___ RECORDS SUPPLIED ___

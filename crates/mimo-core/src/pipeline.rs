//! MIMO Link Pipeline — SVD precoding, transmission, combining, equalization
//!
//! For every column vector `x` of the stream matrix:
//!
//! ```text
//!   x ──► V·x ──► H·xp + n ──► U^H·xt ──► xc[i] / s_i ──► round ──► demap
//!         precode   transmit     combine     equalize
//! ```
//!
//! With `H = U·S·V^H`, the chain reduces to `xf = x + S⁻¹·U^H·n`: each
//! stream sees a scalar channel whose gain is its singular value.
//!
//! ## Regimes
//!
//! The regime is picked once per channel:
//!
//! | Regime         | Condition | Factors used                                      |
//! |----------------|-----------|---------------------------------------------------|
//! | `SquareOrTall` | Nr >= Nt  | SVD of `H`: U Nr×Nt, S Nt×Nt, V Nt×Nt             |
//! | `Wide`         | Nr < Nt   | SVD of `Hᵗ` with roles swapped: U Nr×Nr, S Nr×Nr, V Nt×Nr |
//!
//! In both cases `Nstream = min(Nr, Nt)`.
//!
//! ## Example
//!
//! ```rust
//! use mimo_core::channel::{ChannelModel, NoiseLevel};
//! use mimo_core::framing::bytes_to_symbols;
//! use mimo_core::pipeline::{MimoLink, ZeroSingularValuePolicy};
//!
//! let mut model = ChannelModel::with_seed(1.0, 7).unwrap();
//! let link = MimoLink::generate(
//!     &mut model,
//!     4,
//!     2,
//!     NoiseLevel::VeryLow,
//!     ZeroSingularValuePolicy::default(),
//! ).unwrap();
//!
//! let symbols = bytes_to_symbols(b"hi");
//! let outcome = link.run(&symbols, &mut model).unwrap();
//! assert_eq!(outcome.recovered.len(), symbols.len());
//! ```

use serde::{Deserialize, Serialize};
use tracing::{debug, trace, warn};

use crate::channel::{ChannelModel, NoiseLevel};
use crate::framing::{depad, layer_demap, layer_map, pad, padding_for};
use crate::matrix::ComplexMatrix;
use crate::qam::{demap_symbol, map_symbol, round_symbol};
use crate::stats::LinkStatistics;
use crate::svd::{NalgebraSvd, SvdEngine, SvdFactors, SvdPrimitive};
use crate::types::{Complex, MimoError, MimoResult, SymbolIndex};

/// Antenna regime, chosen once per channel.
#[derive(Debug, Clone, Copy, PartialEq, Eq, Serialize, Deserialize)]
#[serde(rename_all = "snake_case")]
pub enum LinkRegime {
    /// `Nr >= Nt`: decompose `H` directly.
    SquareOrTall,
    /// `Nr < Nt`: decompose `Hᵗ` and swap factor roles.
    Wide,
}

impl LinkRegime {
    pub fn select(nr: usize, nt: usize) -> Self {
        if nr < nt {
            Self::Wide
        } else {
            Self::SquareOrTall
        }
    }
}

impl std::fmt::Display for LinkRegime {
    fn fmt(&self, f: &mut std::fmt::Formatter<'_>) -> std::fmt::Result {
        match self {
            Self::SquareOrTall => write!(f, "square/tall"),
            Self::Wide => write!(f, "wide"),
        }
    }
}

/// What the equalizer does with a stream whose singular value is zero.
#[derive(Debug, Clone, Copy, PartialEq, Default, Serialize, Deserialize)]
#[serde(tag = "mode", rename_all = "snake_case")]
pub enum ZeroSingularValuePolicy {
    /// Output `0 + 0i` for the stream; it demaps to the invalid symbol.
    #[default]
    ZeroStream,
    /// Divide by `epsilon` whenever `|s| < epsilon`.
    Clamp { epsilon: f64 },
    /// Abort with [`MimoError::DivisionByZeroSingularValue`].
    Fail,
}

/// Result of sending a symbol stream through a [`MimoLink`].
#[derive(Debug, Clone, PartialEq)]
pub struct LinkOutcome {
    /// Recovered data symbols, padding removed.
    pub recovered: Vec<SymbolIndex>,
    /// Equalized (unrounded) symbols in transmission order, padding included.
    pub received: Vec<Complex>,
    /// Filler symbols appended before layer mapping.
    pub padding: usize,
    pub n_streams: usize,
    pub statistics: LinkStatistics,
}

impl LinkOutcome {
    /// Number of transmitted vectors.
    pub fn vectors(&self) -> usize {
        if self.n_streams == 0 {
            0
        } else {
            self.received.len() / self.n_streams
        }
    }

    /// Received stream matrix, `Nstream x vectors`: column `j` is vector `j`.
    pub fn stream_matrix(&self) -> MimoResult<ComplexMatrix> {
        let n = self.n_streams;
        ComplexMatrix::from_fn(n, self.vectors(), |r, c| self.received[c * n + r])
    }
}

/// An SVD-precoded link over one fixed channel matrix.
///
/// `H` and its factors are computed once and only read afterwards.
#[derive(Debug, Clone)]
pub struct MimoLink {
    nr: usize,
    nt: usize,
    n_streams: usize,
    regime: LinkRegime,
    noise: NoiseLevel,
    policy: ZeroSingularValuePolicy,
    h: ComplexMatrix,
    factors: SvdFactors,
    /// `U^H`, cached for the combiner.
    u_h: ComplexMatrix,
    singular_values: Vec<f64>,
}

impl MimoLink {
    /// Link over `h` using the `nalgebra` SVD.
    pub fn new(
        h: ComplexMatrix,
        noise: NoiseLevel,
        policy: ZeroSingularValuePolicy,
    ) -> MimoResult<Self> {
        Self::with_engine(h, noise, policy, &SvdEngine::<NalgebraSvd>::new())
    }

    /// Draw a random `nr x nt` channel from `model` and build the link.
    pub fn generate(
        model: &mut ChannelModel,
        nr: usize,
        nt: usize,
        noise: NoiseLevel,
        policy: ZeroSingularValuePolicy,
    ) -> MimoResult<Self> {
        let h = model.generate_channel(nr, nt)?;
        Self::new(h, noise, policy)
    }

    /// Link over `h` using a caller-provided SVD engine.
    pub fn with_engine<P: SvdPrimitive>(
        h: ComplexMatrix,
        noise: NoiseLevel,
        policy: ZeroSingularValuePolicy,
        engine: &SvdEngine<P>,
    ) -> MimoResult<Self> {
        if let ZeroSingularValuePolicy::Clamp { epsilon } = policy {
            if !(epsilon.is_finite() && epsilon > 0.0) {
                return Err(MimoError::InvalidClampEpsilon(epsilon));
            }
        }

        let (nr, nt) = h.shape();
        let regime = LinkRegime::select(nr, nt);
        let n_streams = nr.min(nt);

        let factors = match regime {
            LinkRegime::SquareOrTall => engine.decompose_square_or_tall(&h)?,
            LinkRegime::Wide => engine.decompose_transposed(&h.transpose())?.swap_roles(),
        };

        let singular_values = factors.singular_values();
        if factors.s.shape() != (n_streams, n_streams) || factors.v.shape() != (nt, n_streams) {
            return Err(MimoError::shape(
                "svd_factors",
                factors.s.shape(),
                (n_streams, n_streams),
            ));
        }
        for (stream, &s) in singular_values.iter().enumerate() {
            if s == 0.0 {
                warn!(stream, policy = ?policy, "zero singular value");
            }
        }

        debug!(
            nr,
            nt,
            n_streams,
            %regime,
            max_singular_value = singular_values.first().copied().unwrap_or(0.0),
            "link ready"
        );

        let u_h = factors.u.hermitian();
        Ok(Self {
            nr,
            nt,
            n_streams,
            regime,
            noise,
            policy,
            h,
            factors,
            u_h,
            singular_values,
        })
    }

    pub fn nr(&self) -> usize {
        self.nr
    }

    pub fn nt(&self) -> usize {
        self.nt
    }

    /// `min(Nr, Nt)`.
    pub fn n_streams(&self) -> usize {
        self.n_streams
    }

    pub fn regime(&self) -> LinkRegime {
        self.regime
    }

    pub fn noise(&self) -> NoiseLevel {
        self.noise
    }

    pub fn channel(&self) -> &ComplexMatrix {
        &self.h
    }

    /// `U`, `S`, `V` of the channel, already relabeled in the wide regime.
    pub fn factors(&self) -> &SvdFactors {
        &self.factors
    }

    pub fn singular_values(&self) -> &[f64] {
        &self.singular_values
    }

    /// `xp = V · x`.
    pub fn precode(&self, x: &ComplexMatrix) -> MimoResult<ComplexMatrix> {
        self.factors.v.matmul(x)
    }

    /// `xt = H · xp + noise`.
    pub fn transmit(&self, xp: &ComplexMatrix, noise: &ComplexMatrix) -> MimoResult<ComplexMatrix> {
        self.h.matmul(xp)?.add(noise)
    }

    /// `xc = U^H · xt`.
    pub fn combine(&self, xt: &ComplexMatrix) -> MimoResult<ComplexMatrix> {
        self.u_h.matmul(xt)
    }

    /// `xf[i] = xc[i] / s_i`, one row per stream.
    pub fn equalize(&self, xc: &ComplexMatrix) -> MimoResult<ComplexMatrix> {
        if xc.rows() != self.n_streams {
            return Err(MimoError::shape(
                "equalize",
                xc.shape(),
                (self.n_streams, xc.cols()),
            ));
        }
        let mut xf = xc.clone();
        for (stream, &s) in self.singular_values.iter().enumerate() {
            let divisor = match self.policy {
                ZeroSingularValuePolicy::Clamp { epsilon } if s.abs() < epsilon => Some(epsilon),
                _ if s != 0.0 => Some(s),
                ZeroSingularValuePolicy::Fail => {
                    return Err(MimoError::DivisionByZeroSingularValue { stream })
                }
                _ => None,
            };
            for c in 0..xc.cols() {
                let out = match divisor {
                    Some(d) => xc.get(stream, c) / d,
                    None => Complex::new(0.0, 0.0),
                };
                xf.set(stream, c, out);
            }
        }
        Ok(xf)
    }

    /// Full chain for one vector with the given noise realization.
    pub fn transmit_vector_with_noise(
        &self,
        x: &ComplexMatrix,
        noise: &ComplexMatrix,
    ) -> MimoResult<ComplexMatrix> {
        let xp = self.precode(x)?;
        let xt = self.transmit(&xp, noise)?;
        let xc = self.combine(&xt)?;
        self.equalize(&xc)
    }

    /// Full chain for one vector; fresh noise is drawn from `model`.
    pub fn transmit_vector(
        &self,
        x: &ComplexMatrix,
        model: &mut ChannelModel,
    ) -> MimoResult<ComplexMatrix> {
        let noise = model.generate_noise(self.nr, 1, self.noise)?;
        self.transmit_vector_with_noise(x, &noise)
    }

    /// Send a whole symbol stream: pad, layer map, transmit every vector,
    /// demap, depad and compute statistics.
    pub fn run(&self, symbols: &[SymbolIndex], model: &mut ChannelModel) -> MimoResult<LinkOutcome> {
        let (padded, vectors) = self.frame(symbols)?;
        let mut columns = Vec::with_capacity(vectors.len());
        for (index, vector) in vectors.iter().enumerate() {
            let x = Self::modulate(vector)?;
            let xf = self.transmit_vector(&x, model)?;
            trace!(vector = index, "vector transmitted");
            columns.push(xf.as_slice().to_vec());
        }
        Ok(self.finish(symbols, &padded, layer_demap(&columns)))
    }

    /// Like [`MimoLink::run`], with vectors transmitted on the rayon pool.
    ///
    /// Vector `i` draws its noise from a generator derived from the model
    /// seed and `i`, so the outcome does not depend on scheduling. It is not
    /// the same noise realization as the sequential path.
    #[cfg(feature = "parallel")]
    pub fn run_parallel(
        &self,
        symbols: &[SymbolIndex],
        model: &ChannelModel,
    ) -> MimoResult<LinkOutcome> {
        use rayon::prelude::*;

        let (padded, vectors) = self.frame(symbols)?;
        let columns = vectors
            .par_iter()
            .enumerate()
            .map(|(index, vector)| {
                let x = Self::modulate(vector)?;
                let noise = model.noise_for_vector(index, self.nr, self.noise)?;
                self.transmit_vector_with_noise(&x, &noise)
            })
            .collect::<MimoResult<Vec<_>>>()?;

        let columns: Vec<Vec<Complex>> = columns.iter().map(|xf| xf.as_slice().to_vec()).collect();
        Ok(self.finish(symbols, &padded, layer_demap(&columns)))
    }

    fn frame(&self, symbols: &[SymbolIndex]) -> MimoResult<(Vec<SymbolIndex>, Vec<Vec<SymbolIndex>>)> {
        let padded = pad(symbols, self.n_streams);
        debug!(
            symbols = symbols.len(),
            padding = padding_for(symbols.len(), self.n_streams),
            n_streams = self.n_streams,
            "stream framed"
        );
        let vectors = layer_map(&padded, self.n_streams)?;
        Ok((padded, vectors))
    }

    fn modulate(vector: &[SymbolIndex]) -> MimoResult<ComplexMatrix> {
        let points: Vec<Complex> = vector.iter().map(|&s| map_symbol(s)).collect();
        ComplexMatrix::from_column(&points)
    }

    fn finish(
        &self,
        symbols: &[SymbolIndex],
        padded: &[SymbolIndex],
        received: Vec<Complex>,
    ) -> LinkOutcome {
        let original: Vec<Complex> = padded.iter().map(|&s| map_symbol(s)).collect();
        let demapped: Vec<SymbolIndex> = received
            .iter()
            .map(|&z| demap_symbol(round_symbol(z)))
            .collect();
        let recovered = depad(&demapped, symbols.len());
        let statistics = LinkStatistics::compute(symbols, &recovered, &original, &received);

        LinkOutcome {
            recovered,
            received,
            padding: padded.len() - symbols.len(),
            n_streams: self.n_streams,
            statistics,
        }
    }
}

/// One-shot helper: `(Nr, Nt, noise selector, symbols) → outcome` over a
/// unit-variance random channel.
pub fn simulate(
    nr: usize,
    nt: usize,
    noise_selector: u8,
    symbols: &[SymbolIndex],
    seed: Option<u64>,
) -> MimoResult<LinkOutcome> {
    let noise = NoiseLevel::from_selector(noise_selector)?;
    let mut model = ChannelModel::new(1.0, seed)?;
    let link = MimoLink::generate(&mut model, nr, nt, noise, ZeroSingularValuePolicy::default())?;
    link.run(symbols, &mut model)
}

___

**YOUR TASK**
Across the whole listing above, count each line in which the string "impl" occurs; respond with that number only.

**REPLY TO THE EXERCISE**
4